The extent of retrenchment or innovation that these processes entail is open to question. In the same way that Noble attempted to show the continuities and discontinuities wrought in the USA by the emergence of the professional engineer it ought, in principle at least, to be possible to ask similar questions about the practice of police social science. Taking a page out of Lewis Mumford's Technics and Civilization, Noble sought to argue that no matter how much technical innovation relies upon the objective procedures of the sciences, it does not form an independent system. Like the universe, it exists as an element in human culture and it promises well or ill as the social groups that exploit it promise well or ill. Noble sought to examine the nature of the industrial machine. This study seeks to explore one facet of the 'policing machine' and through that to gain an understanding of its practices more generally. The general question asked here has to do with the relationship between the police organization and social science - can the latter prompt innovation within the former?
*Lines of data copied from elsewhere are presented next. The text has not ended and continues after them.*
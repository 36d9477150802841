//! Branded ID newtypes for type safety.
//!
//! Riders, drivers, rides and live connections each get a distinct ID type
//! wrapping a `String`, so a ride ID can never be passed where a user ID is
//! expected. Generated IDs are a short prefix plus a UUID v7 (time-ordered),
//! which keeps them unique for the lifetime of the process and beyond.

use serde::{Deserialize, Serialize};
use std::fmt;
use uuid::Uuid;

fn prefixed_v7(prefix: &str) -> String {
    format!("{prefix}_{}", Uuid::now_v7().simple())
}

macro_rules! branded_id {
    ($(#[$meta:meta])* $name:ident, $prefix:literal) => {
        $(#[$meta])*
        #[derive(Clone, Debug, PartialEq, Eq, Hash, PartialOrd, Ord, Serialize, Deserialize)]
        #[serde(transparent)]
        pub struct $name(String);

        impl $name {
            /// Generate a fresh, globally unique ID.
            #[must_use]
            pub fn generate() -> Self {
                Self(prefixed_v7($prefix))
            }

            /// Return the inner string as a slice.
            #[must_use]
            pub fn as_str(&self) -> &str {
                &self.0
            }

            /// Consume self and return the inner `String`.
            #[must_use]
            pub fn into_inner(self) -> String {
                self.0
            }
        }

        impl std::ops::Deref for $name {
            type Target = str;
            fn deref(&self) -> &str {
                &self.0
            }
        }

        impl std::borrow::Borrow<str> for $name {
            fn borrow(&self) -> &str {
                &self.0
            }
        }

        impl AsRef<str> for $name {
            fn as_ref(&self) -> &str {
                &self.0
            }
        }

        impl fmt::Display for $name {
            fn fmt(&self, f: &mut fmt::Formatter<'_>) -> fmt::Result {
                f.write_str(&self.0)
            }
        }

        impl From<String> for $name {
            fn from(s: String) -> Self {
                Self(s)
            }
        }

        impl From<&str> for $name {
            fn from(s: &str) -> Self {
                Self(s.to_owned())
            }
        }

        impl From<$name> for String {
            fn from(id: $name) -> Self {
                id.0
            }
        }
    };
}

branded_id! {
    /// Identifier of a connected participant (driver or customer).
    ///
    /// Supplied by the client on upgrade; [`UserId::generate`] produces the
    /// `unknown_*` fallback used when the client omits it.
    UserId, "unknown"
}

branded_id! {
    /// Identifier of a ride, assigned when the customer's request is broadcast.
    RideId, "ride"
}

branded_id! {
    /// Identifier of one live WebSocket connection.
    ///
    /// A user reconnecting gets a new connection ID, which lets the registry
    /// tell a stale connection apart from its replacement.
    ConnectionId, "conn"
}

#[cfg(test)]
mod tests {
    use super::*;
    use std::collections::HashSet;

    #[test]
    fn generated_ride_ids_are_prefixed() {
        let id = RideId::generate();
        assert!(id.starts_with("ride_"), "got {id}");
    }

    #[test]
    fn generated_user_ids_use_unknown_prefix() {
        assert!(UserId::generate().starts_with("unknown_"));
    }

    #[test]
    fn generated_ids_are_unique() {
        let ids: HashSet<RideId> = (0..1_000).map(|_| RideId::generate()).collect();
        assert_eq!(ids.len(), 1_000);
    }

    #[test]
    fn serde_is_transparent() {
        let id = UserId::from("driver_42");
        let json = serde_json::to_string(&id).unwrap();
        assert_eq!(json, "\"driver_42\"");
        let back: UserId = serde_json::from_str(&json).unwrap();
        assert_eq!(back, id);
    }

    #[test]
    fn borrow_allows_str_lookup() {
        let mut map = std::collections::HashMap::new();
        let _ = map.insert(RideId::from("ride_1"), 7);
        assert_eq!(map.get("ride_1"), Some(&7));
    }

    #[test]
    fn display_and_deref() {
        let id = ConnectionId::from("conn_x");
        assert_eq!(id.to_string(), "conn_x");
        assert_eq!(id.len(), 6);
        assert_eq!(String::from(id), "conn_x");
    }
}
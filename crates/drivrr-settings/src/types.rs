//! Settings type definitions.
//!
//! All types use camelCase JSON and `#[serde(default)]`, so a settings file
//! only needs the keys it wants to change.

use serde::{Deserialize, Serialize};

use crate::errors::{Result, SettingsError};

/// Root settings for the dispatch server.
///
/// ```json
/// {
///   "server": { "port": 9000 },
///   "session": { "outboundQueueCapacity": 512 },
///   "logging": { "level": "debug" }
/// }
/// ```
#[derive(Clone, Debug, Default, PartialEq, Serialize, Deserialize)]
#[serde(rename_all = "camelCase", default)]
pub struct DispatchSettings {
    /// Network listener settings.
    pub server: ServerSettings,
    /// Per-connection session limits and deadlines.
    pub session: SessionSettings,
    /// Logging configuration.
    pub logging: LoggingSettings,
}

impl DispatchSettings {
    /// Check cross-field constraints that serde cannot express.
    pub fn validate(&self) -> Result<()> {
        let s = &self.session;
        if s.outbound_queue_capacity == 0 {
            return Err(SettingsError::InvalidValue(
                "session.outboundQueueCapacity must be at least 1".into(),
            ));
        }
        if s.read_timeout_secs <= s.ping_interval_secs {
            return Err(SettingsError::InvalidValue(format!(
                "session.readTimeoutSecs ({}) must exceed session.pingIntervalSecs ({})",
                s.read_timeout_secs, s.ping_interval_secs
            )));
        }
        if s.write_timeout_secs == 0 || s.ping_interval_secs == 0 {
            return Err(SettingsError::InvalidValue(
                "session write timeout and ping interval must be non-zero".into(),
            ));
        }
        if self.server.max_connections == 0 {
            return Err(SettingsError::InvalidValue(
                "server.maxConnections must be at least 1".into(),
            ));
        }
        Ok(())
    }
}

/// Listener settings.
#[derive(Clone, Debug, PartialEq, Serialize, Deserialize)]
#[serde(rename_all = "camelCase", default)]
pub struct ServerSettings {
    /// Host to bind.
    pub host: String,
    /// Port to bind (`0` for auto-assign).
    pub port: u16,
    /// Maximum concurrent WebSocket sessions.
    pub max_connections: usize,
}

impl Default for ServerSettings {
    fn default() -> Self {
        Self {
            host: "0.0.0.0".into(),
            port: 8081,
            max_connections: 10_000,
        }
    }
}

/// Per-connection limits.
#[derive(Clone, Debug, PartialEq, Serialize, Deserialize)]
#[serde(rename_all = "camelCase", default)]
pub struct SessionSettings {
    /// Capacity of each session's outbound queue.
    pub outbound_queue_capacity: usize,
    /// Largest inbound message accepted, in bytes.
    pub max_message_bytes: usize,
    /// Read deadline, refreshed on every inbound frame.
    pub read_timeout_secs: u64,
    /// Deadline for each individual write.
    pub write_timeout_secs: u64,
    /// Interval between server-initiated Ping frames.
    pub ping_interval_secs: u64,
}

impl Default for SessionSettings {
    fn default() -> Self {
        Self {
            outbound_queue_capacity: 256,
            max_message_bytes: 8 * 1024,
            read_timeout_secs: 60,
            write_timeout_secs: 10,
            ping_interval_secs: 54,
        }
    }
}

/// Logging settings.
#[derive(Clone, Debug, PartialEq, Serialize, Deserialize)]
#[serde(rename_all = "camelCase", default)]
pub struct LoggingSettings {
    /// Default filter directive when `RUST_LOG` is unset.
    pub level: String,
    /// Emit JSON lines instead of compact text.
    pub json: bool,
}

impl Default for LoggingSettings {
    fn default() -> Self {
        Self {
            level: "info".into(),
            json: false,
        }
    }
}

#[cfg(test)]
mod tests {
    use super::*;
    use assert_matches::assert_matches;

    #[test]
    fn defaults_match_documented_values() {
        let s = DispatchSettings::default();
        assert_eq!(s.server.host, "0.0.0.0");
        assert_eq!(s.server.port, 8081);
        assert_eq!(s.session.max_message_bytes, 8192);
        assert_eq!(s.session.read_timeout_secs, 60);
        assert_eq!(s.session.write_timeout_secs, 10);
        assert_eq!(s.session.ping_interval_secs, 54);
        assert_eq!(s.logging.level, "info");
        assert!(!s.logging.json);
    }

    #[test]
    fn json_uses_camel_case() {
        let json = serde_json::to_value(DispatchSettings::default()).unwrap();
        assert!(json["session"]["outboundQueueCapacity"].is_number());
        assert!(json["server"]["maxConnections"].is_number());
    }

    #[test]
    fn partial_json_fills_defaults() {
        let s: DispatchSettings =
            serde_json::from_str(r#"{"server":{"port":9000}}"#).unwrap();
        assert_eq!(s.server.port, 9000);
        assert_eq!(s.server.host, "0.0.0.0");
        assert_eq!(s.session, SessionSettings::default());
    }

    #[test]
    fn read_timeout_must_exceed_ping_interval() {
        let mut s = DispatchSettings::default();
        s.session.read_timeout_secs = 30;
        s.session.ping_interval_secs = 30;
        assert_matches!(s.validate(), Err(SettingsError::InvalidValue(_)));
    }

    #[test]
    fn zero_queue_capacity_rejected() {
        let mut s = DispatchSettings::default();
        s.session.outbound_queue_capacity = 0;
        assert_matches!(s.validate(), Err(SettingsError::InvalidValue(msg)) if msg.contains("outboundQueueCapacity"));
    }
}
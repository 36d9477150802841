//! Settings loading with deep merge and environment variable overrides.
//!
//! Loading flow:
//! 1. Start with compiled [`DispatchSettings::default()`]
//! 2. If `~/.drivrr/settings.json` exists, deep-merge user values over defaults
//! 3. Apply `DRIVRR_*` environment variable overrides (highest priority)
//! 4. Validate cross-field constraints

use std::path::{Path, PathBuf};

use serde_json::Value;
use tracing::debug;

use crate::errors::Result;
use crate::types::DispatchSettings;

/// Resolve the path to the settings file (`~/.drivrr/settings.json`).
pub fn settings_path() -> PathBuf {
    let home = std::env::var("HOME").unwrap_or_else(|_| "/tmp".to_string());
    PathBuf::from(home).join(".drivrr").join("settings.json")
}

/// Load settings from the default path with env var overrides.
pub fn load_settings() -> Result<DispatchSettings> {
    load_settings_from_path(&settings_path())
}

/// Load settings from a specific path with env var overrides.
///
/// A missing file yields defaults; invalid JSON is an error.
pub fn load_settings_from_path(path: &Path) -> Result<DispatchSettings> {
    let defaults = serde_json::to_value(DispatchSettings::default())?;

    let merged = if path.exists() {
        debug!(?path, "loading settings from file");
        let content = std::fs::read_to_string(path)?;
        let user: Value = serde_json::from_str(&content)?;
        deep_merge(defaults, user)
    } else {
        debug!(?path, "settings file not found, using defaults");
        defaults
    };

    let mut settings: DispatchSettings = serde_json::from_value(merged)?;
    apply_env_overrides(&mut settings);
    settings.validate()?;
    Ok(settings)
}

/// Recursive deep merge of two JSON values.
///
/// - Objects are merged recursively (source overrides target per-key)
/// - Arrays and primitives are replaced entirely by source
/// - Null values in source are skipped (preserving target)
pub fn deep_merge(target: Value, source: Value) -> Value {
    match (target, source) {
        (Value::Object(mut target_map), Value::Object(source_map)) => {
            for (key, source_val) in source_map {
                if source_val.is_null() {
                    continue;
                }
                let merged = if let Some(target_val) = target_map.remove(&key) {
                    deep_merge(target_val, source_val)
                } else {
                    source_val
                };
                let _ = target_map.insert(key, merged);
            }
            Value::Object(target_map)
        }
        (_, source) => source,
    }
}

/// Apply environment variable overrides to loaded settings.
///
/// Invalid values are ignored with a warning (fall back to file/default).
pub fn apply_env_overrides(settings: &mut DispatchSettings) {
    apply_overrides_from(settings, |name| std::env::var(name).ok());
}

/// Apply overrides from an arbitrary lookup, so tests need not touch the
/// process environment.
fn apply_overrides_from(settings: &mut DispatchSettings, lookup: impl Fn(&str) -> Option<String>) {
    let string = |name: &str| lookup(name).filter(|v| !v.is_empty());
    let parsed = |name: &str, parse: &dyn Fn(&str) -> Option<u64>| {
        let val = lookup(name)?;
        let result = parse(&val);
        if result.is_none() {
            tracing::warn!(key = name, value = %val, "invalid numeric env var, ignoring");
        }
        result
    };

    // ── Server ──────────────────────────────────────────────────────
    if let Some(v) = string("DRIVRR_HOST") {
        settings.server.host = v;
    }
    if let Some(v) = parsed("DRIVRR_PORT", &|s| parse_u64_range(s, 0, 65_535)) {
        settings.server.port = u16::try_from(v).unwrap_or(settings.server.port);
    }
    if let Some(v) = parsed("DRIVRR_MAX_CONNECTIONS", &|s| parse_u64_range(s, 1, 1_000_000)) {
        settings.server.max_connections = usize::try_from(v).unwrap_or(settings.server.max_connections);
    }

    // ── Session ─────────────────────────────────────────────────────
    if let Some(v) = parsed("DRIVRR_QUEUE_CAPACITY", &|s| parse_u64_range(s, 1, 65_536)) {
        settings.session.outbound_queue_capacity =
            usize::try_from(v).unwrap_or(settings.session.outbound_queue_capacity);
    }
    if let Some(v) = parsed("DRIVRR_MAX_MESSAGE_BYTES", &|s| parse_u64_range(s, 64, 16 * 1024 * 1024)) {
        settings.session.max_message_bytes =
            usize::try_from(v).unwrap_or(settings.session.max_message_bytes);
    }
    if let Some(v) = parsed("DRIVRR_READ_TIMEOUT_SECS", &|s| parse_u64_range(s, 1, 3_600)) {
        settings.session.read_timeout_secs = v;
    }
    if let Some(v) = parsed("DRIVRR_WRITE_TIMEOUT_SECS", &|s| parse_u64_range(s, 1, 600)) {
        settings.session.write_timeout_secs = v;
    }
    if let Some(v) = parsed("DRIVRR_PING_INTERVAL_SECS", &|s| parse_u64_range(s, 1, 3_600)) {
        settings.session.ping_interval_secs = v;
    }

    // ── Logging ─────────────────────────────────────────────────────
    if let Some(v) = string("DRIVRR_LOG_LEVEL") {
        settings.logging.level = v;
    }
    if let Some(val) = lookup("DRIVRR_LOG_JSON") {
        match parse_bool(&val) {
            Some(v) => settings.logging.json = v,
            None => tracing::warn!(key = "DRIVRR_LOG_JSON", value = %val, "invalid boolean env var, ignoring"),
        }
    }
}

/// Parse a string as a boolean.
///
/// Accepts (case-insensitive): `true`/`1`/`yes`/`on` or `false`/`0`/`no`/`off`.
pub fn parse_bool(val: &str) -> Option<bool> {
    match val.to_lowercase().as_str() {
        "true" | "1" | "yes" | "on" => Some(true),
        "false" | "0" | "no" | "off" => Some(false),
        _ => None,
    }
}

/// Parse a string as a `u64` within an inclusive range.
pub fn parse_u64_range(val: &str, min: u64, max: u64) -> Option<u64> {
    let n: u64 = val.trim().parse().ok()?;
    (n >= min && n <= max).then_some(n)
}
//! Structured logging with `tracing`.
//!
//! Context (user ID, role, ride ID) travels as span and event fields rather
//! than being formatted into message strings, so both the compact and the
//! JSON output stay greppable.

use tracing_subscriber::EnvFilter;

/// Output format for the global subscriber.
#[derive(Clone, Copy, Debug, Default, PartialEq, Eq)]
pub enum LogFormat {
    /// Human-readable single-line output.
    #[default]
    Compact,
    /// One JSON object per line.
    Json,
}

/// Initialize the global tracing subscriber writing to stderr.
///
/// `RUST_LOG` takes precedence over `level` when set. Subsequent calls are
/// no-ops.
pub fn init_subscriber(level: &str, format: LogFormat) {
    let filter = EnvFilter::try_from_default_env().unwrap_or_else(|_| EnvFilter::new(level));

    let builder = tracing_subscriber::fmt()
        .with_env_filter(filter)
        .with_target(true)
        .with_writer(std::io::stderr);

    // try_init is a no-op if a global subscriber is already set
    let _ = match format {
        LogFormat::Compact => builder.compact().try_init(),
        LogFormat::Json => builder.json().try_init(),
    };
}

#[cfg(test)]
mod tests {
    use super::*;

    #[test]
    fn init_subscriber_does_not_panic() {
        // Multiple calls should be safe (no-op after first)
        init_subscriber("warn", LogFormat::Compact);
        init_subscriber("debug", LogFormat::Json);
    }

    #[test]
    fn default_format_is_compact() {
        assert_eq!(LogFormat::default(), LogFormat::Compact);
    }
}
In order to answer this general question, efforts to innovate and reform a specific policing task - answering calls for service involving wife battery and other forms of 'domestic dispute' - will form the main focus of analysis. Through an understanding of this process, and by placing reform efforts for the policing of domestic violence within the more general history of the developing police social science, this study seeks to cast light upon the interface between two important social practices: policing and social science research. To paraphrase Mumford, like the industrial machine, the police system itself makes no demands and holds out no promises; 'it is the human spirit that makes demands and keeps promises' (Mumford, 1934).